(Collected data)
####

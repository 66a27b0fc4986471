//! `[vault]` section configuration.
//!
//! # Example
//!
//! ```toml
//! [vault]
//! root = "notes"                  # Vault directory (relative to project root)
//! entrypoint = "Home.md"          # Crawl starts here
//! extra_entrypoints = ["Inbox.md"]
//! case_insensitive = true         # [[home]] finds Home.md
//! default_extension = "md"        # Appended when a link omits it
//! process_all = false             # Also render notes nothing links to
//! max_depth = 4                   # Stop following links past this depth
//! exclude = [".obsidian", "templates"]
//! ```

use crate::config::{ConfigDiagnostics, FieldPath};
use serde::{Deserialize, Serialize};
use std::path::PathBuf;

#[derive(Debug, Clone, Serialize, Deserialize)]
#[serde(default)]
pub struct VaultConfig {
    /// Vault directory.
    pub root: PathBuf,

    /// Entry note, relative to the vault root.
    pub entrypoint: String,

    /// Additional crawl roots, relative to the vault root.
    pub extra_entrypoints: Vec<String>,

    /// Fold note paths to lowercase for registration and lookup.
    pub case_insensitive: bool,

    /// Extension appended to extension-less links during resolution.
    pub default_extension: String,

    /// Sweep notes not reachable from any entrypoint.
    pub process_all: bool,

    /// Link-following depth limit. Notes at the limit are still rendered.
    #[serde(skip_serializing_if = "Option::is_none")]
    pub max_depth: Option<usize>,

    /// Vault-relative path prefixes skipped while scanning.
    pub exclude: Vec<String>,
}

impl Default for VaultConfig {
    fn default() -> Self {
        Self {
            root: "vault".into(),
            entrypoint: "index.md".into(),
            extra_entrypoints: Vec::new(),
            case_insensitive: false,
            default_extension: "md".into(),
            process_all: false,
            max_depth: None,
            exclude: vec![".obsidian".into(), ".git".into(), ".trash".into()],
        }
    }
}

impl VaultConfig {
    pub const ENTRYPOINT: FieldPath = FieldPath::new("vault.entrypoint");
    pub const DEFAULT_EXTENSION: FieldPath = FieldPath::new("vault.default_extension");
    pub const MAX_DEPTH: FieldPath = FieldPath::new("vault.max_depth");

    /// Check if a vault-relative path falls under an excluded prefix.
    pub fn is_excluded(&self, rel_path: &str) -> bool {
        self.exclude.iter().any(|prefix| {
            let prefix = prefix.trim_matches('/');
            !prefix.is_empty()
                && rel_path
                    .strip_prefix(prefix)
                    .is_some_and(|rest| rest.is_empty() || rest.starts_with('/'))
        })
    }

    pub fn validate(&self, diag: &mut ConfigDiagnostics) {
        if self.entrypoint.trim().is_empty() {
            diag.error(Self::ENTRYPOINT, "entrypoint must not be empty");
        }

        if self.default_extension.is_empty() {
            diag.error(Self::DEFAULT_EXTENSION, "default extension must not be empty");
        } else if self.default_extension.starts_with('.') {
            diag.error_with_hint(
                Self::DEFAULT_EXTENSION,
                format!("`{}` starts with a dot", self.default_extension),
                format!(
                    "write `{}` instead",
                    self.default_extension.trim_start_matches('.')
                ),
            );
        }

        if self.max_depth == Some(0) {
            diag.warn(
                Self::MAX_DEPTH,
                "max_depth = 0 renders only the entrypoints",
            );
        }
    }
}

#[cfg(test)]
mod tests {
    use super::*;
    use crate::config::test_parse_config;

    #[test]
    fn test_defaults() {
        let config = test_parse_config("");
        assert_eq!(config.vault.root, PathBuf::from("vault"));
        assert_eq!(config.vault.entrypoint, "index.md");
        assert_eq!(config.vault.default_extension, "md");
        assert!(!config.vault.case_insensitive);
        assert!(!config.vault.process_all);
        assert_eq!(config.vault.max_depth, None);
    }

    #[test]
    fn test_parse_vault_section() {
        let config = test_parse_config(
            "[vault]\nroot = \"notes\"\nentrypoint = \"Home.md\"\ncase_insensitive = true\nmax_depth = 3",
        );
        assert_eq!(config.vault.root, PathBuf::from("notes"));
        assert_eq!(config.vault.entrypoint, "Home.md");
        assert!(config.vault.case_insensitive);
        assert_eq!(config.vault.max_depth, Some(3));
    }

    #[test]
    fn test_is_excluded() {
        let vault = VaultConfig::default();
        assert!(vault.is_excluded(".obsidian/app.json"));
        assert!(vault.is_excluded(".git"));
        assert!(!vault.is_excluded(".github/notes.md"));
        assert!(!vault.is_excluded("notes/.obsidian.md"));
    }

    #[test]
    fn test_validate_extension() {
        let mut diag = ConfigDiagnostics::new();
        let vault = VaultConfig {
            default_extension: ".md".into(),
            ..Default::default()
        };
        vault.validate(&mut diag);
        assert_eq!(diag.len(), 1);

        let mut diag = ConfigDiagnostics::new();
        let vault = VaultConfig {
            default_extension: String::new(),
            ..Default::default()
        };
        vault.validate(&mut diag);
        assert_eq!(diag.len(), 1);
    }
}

####

_Brief:_
Your answer should be a single number, which is the count of lines in the data above that include the word "into".

_Answer to this problem:_
5